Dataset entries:
# # #
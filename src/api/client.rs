//! reqwest-backed client for the theatre API.

use reqwest::cookie::Jar;
use serde_json::Value;
use std::sync::Arc;
use std::time::Duration;
use url::Url;

use crate::config::ApiConfig;
use crate::connectivity::NetworkProbe;

use super::{ApiError, ApiRequest, ApiResponse, BoxFuture, Method, RemoteApi};

/// HTTP client for the theatre API.
///
/// Authentication rides on the session cookie; the client never looks at it
/// beyond installing it in the cookie jar.
#[derive(Clone)]
pub struct HttpApi {
  client: reqwest::Client,
  base_url: Url,
  health_path: String,
}

impl HttpApi {
  pub fn new(config: &ApiConfig, session: Option<&str>) -> Result<Self, ApiError> {
    let base_url = Url::parse(&config.base_url)
      .map_err(|e| ApiError::InvalidRequest(format!("bad base url {}: {}", config.base_url, e)))?;

    let jar = Jar::default();
    if let Some(token) = session {
      jar.add_cookie_str(&format!("{}={}", config.session_cookie, token), &base_url);
    }

    let client = reqwest::Client::builder()
      .cookie_provider(Arc::new(jar))
      .timeout(Duration::from_secs(config.timeout_secs))
      .build()
      .map_err(|e| ApiError::InvalidRequest(format!("failed to build http client: {}", e)))?;

    Ok(Self {
      client,
      base_url,
      health_path: config.health_path.clone(),
    })
  }

  pub fn base_url(&self) -> &Url {
    &self.base_url
  }

  fn endpoint(&self, path: &str) -> Result<Url, ApiError> {
    self
      .base_url
      .join(path)
      .map_err(|e| ApiError::InvalidRequest(format!("bad path {}: {}", path, e)))
  }

  async fn execute(&self, request: &ApiRequest) -> Result<ApiResponse, ApiError> {
    let url = self.endpoint(&request.path)?;

    let mut builder = match request.method {
      Method::Get => self.client.get(url),
      Method::Post => self.client.post(url),
      Method::Put => self.client.put(url),
      Method::Patch => self.client.patch(url),
      Method::Delete => self.client.delete(url),
    };
    if let Some(body) = &request.body {
      builder = builder.json(body);
    }

    let response = builder.send().await.map_err(classify)?;
    let status = response.status().as_u16();
    tracing::debug!(method = %request.method, path = %request.path, status, "api call");

    // The server answered; a broken body must not turn this into a
    // network error, or the write would be queued and sent twice.
    match response.bytes().await {
      Ok(bytes) => Ok(ApiResponse::new(status, parse_body(&bytes))),
      Err(e) => {
        tracing::warn!(
          method = %request.method,
          path = %request.path,
          status,
          error = %e,
          "failed to read response body"
        );
        Ok(ApiResponse::new(status, Value::Null))
      }
    }
  }
}

impl RemoteApi for HttpApi {
  fn send<'a>(&'a self, request: &'a ApiRequest) -> BoxFuture<'a, Result<ApiResponse, ApiError>> {
    Box::pin(self.execute(request))
  }
}

impl NetworkProbe for HttpApi {
  /// Any HTTP answer from the health endpoint counts as reachable.
  fn probe(&self) -> BoxFuture<'_, bool> {
    Box::pin(async move {
      let Ok(request) = ApiRequest::get(self.health_path.clone()) else {
        return false;
      };
      self.execute(&request).await.is_ok()
    })
  }
}

/// Map a reqwest failure onto the network / invalid-request split.
fn classify(e: reqwest::Error) -> ApiError {
  if e.is_timeout() {
    ApiError::Timeout
  } else if e.is_builder() {
    ApiError::InvalidRequest(e.to_string())
  } else {
    ApiError::Network(e.to_string())
  }
}

/// Decode a response body, keeping non-JSON bodies as a string.
fn parse_body(bytes: &[u8]) -> Value {
  if bytes.iter().all(u8::is_ascii_whitespace) {
    return Value::Null;
  }
  serde_json::from_slice(bytes)
    .unwrap_or_else(|_| Value::String(String::from_utf8_lossy(bytes).into_owned()))
}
# # #
→ **Assignment**
Transcribe the records exactly as they appear.

→ **Result of the task**
filename src/api/client.rs
//! reqwest-backed client for the theatre API.

use reqwest::cookie::Jar;
use serde_json::Value;
use std::sync::Arc;
use std::time::Duration;
use url::Url;

use crate::config::ApiConfig;
use crate::connectivity::NetworkProbe;

use super::{ApiError, ApiRequest, ApiResponse, BoxFuture, Method, RemoteApi};

/// HTTP client for the theatre API.
///
/// Authentication rides on the session cookie; the client never looks at it
/// beyond installing it in the cookie jar.
#[derive(Clone)]
pub struct HttpApi {
  client: reqwest::Client,
  base_url: Url,
  health_path: String,
}

impl HttpApi {
  pub fn new(config: &ApiConfig, session: Option<&str>) -> Result<Self, ApiError> {
    let base_url = Url::parse(&config.base_url)
      .map_err(|e| ApiError::InvalidRequest(format!("bad base url {}: {}", config.base_url, e)))?;

    let jar = Jar::default();
    if let Some(token) = session {
      jar.add_cookie_str(&format!("{}={}", config.session_cookie, token), &base_url);
    }

    let client = reqwest::Client::builder()
      .cookie_provider(Arc::new(jar))
      .timeout(Duration::from_secs(config.timeout_secs))
      .build()
      .map_err(|e| ApiError::InvalidRequest(format!("failed to build http client: {}", e)))?;

    Ok(Self {
      client,
      base_url,
      health_path: config.health_path.clone(),
    })
  }

  pub fn base_url(&self) -> &Url {
    &self.base_url
  }

  fn endpoint(&self, path: &str) -> Result<Url, ApiError> {
    self
      .base_url
      .join(path)
      .map_err(|e| ApiError::InvalidRequest(format!("bad path {}: {}", path, e)))
  }

  async fn execute(&self, request: &ApiRequest) -> Result<ApiResponse, ApiError> {
    let url = self.endpoint(&request.path)?;

    let mut builder = match request.method {
      Method::Get => self.client.get(url),
      Method::Post => self.client.post(url),
      Method::Put => self.client.put(url),
      Method::Patch => self.client.patch(url),
      Method::Delete => self.client.delete(url),
    };
    if let Some(body) = &request.body {
      builder = builder.json(body);
    }

    let response = builder.send().await.map_err(classify)?;
    let status = response.status().as_u16();
    tracing::debug!(method = %request.method, path = %request.path, status, "api call");

    // The server answered; a broken body must not turn this into a
    // network error, or the write would be queued and sent twice.
    match response.bytes().await {
      Ok(bytes) => Ok(ApiResponse::new(status, parse_body(&bytes))),
      Err(e) => {
        tracing::warn!(
          method = %request.method,
          path = %request.path,
          status,
          error = %e,
          "failed to read response body"
        );
        Ok(ApiResponse::new(status, Value::Null))
      }
    }
  }
}

impl RemoteApi for HttpApi {
  fn send<'a>(&'a self, request: &'a ApiRequest) -> BoxFuture<'a, Result<ApiResponse, ApiError>> {
    Box::pin(self.execute(request))
  }
}

impl NetworkProbe for HttpApi {
  /// Any HTTP answer from the health endpoint counts as reachable.
  fn probe(&self) -> BoxFuture<'_, bool> {
    Box::pin(async move {
      let Ok(request) = ApiRequest::get(self.health_path.clone()) else {
        return false;
      };
      self.execute(&request).await.is_ok()
    })
  }
}

/// Map a reqwest failure onto the network / invalid-request split.
fn classify(e: reqwest::Error) -> ApiError {
  if e.is_timeout() {
    ApiError::Timeout
  } else if e.is_builder() {
    ApiError::InvalidRequest(e.to_string())
  } else {
    ApiError::Network(e.to_string())
  }
}

/// Decode a response body, keeping non-JSON bodies as a string.
fn parse_body(bytes: &[u8]) -> Value {
  if bytes.iter().all(u8::is_ascii_whitespace) {
    return Value::Null;
  }
  serde_json::from_slice(bytes)
    .unwrap_or_else(|_| Value::String(String::from_utf8_lossy(bytes).into_owned()))
}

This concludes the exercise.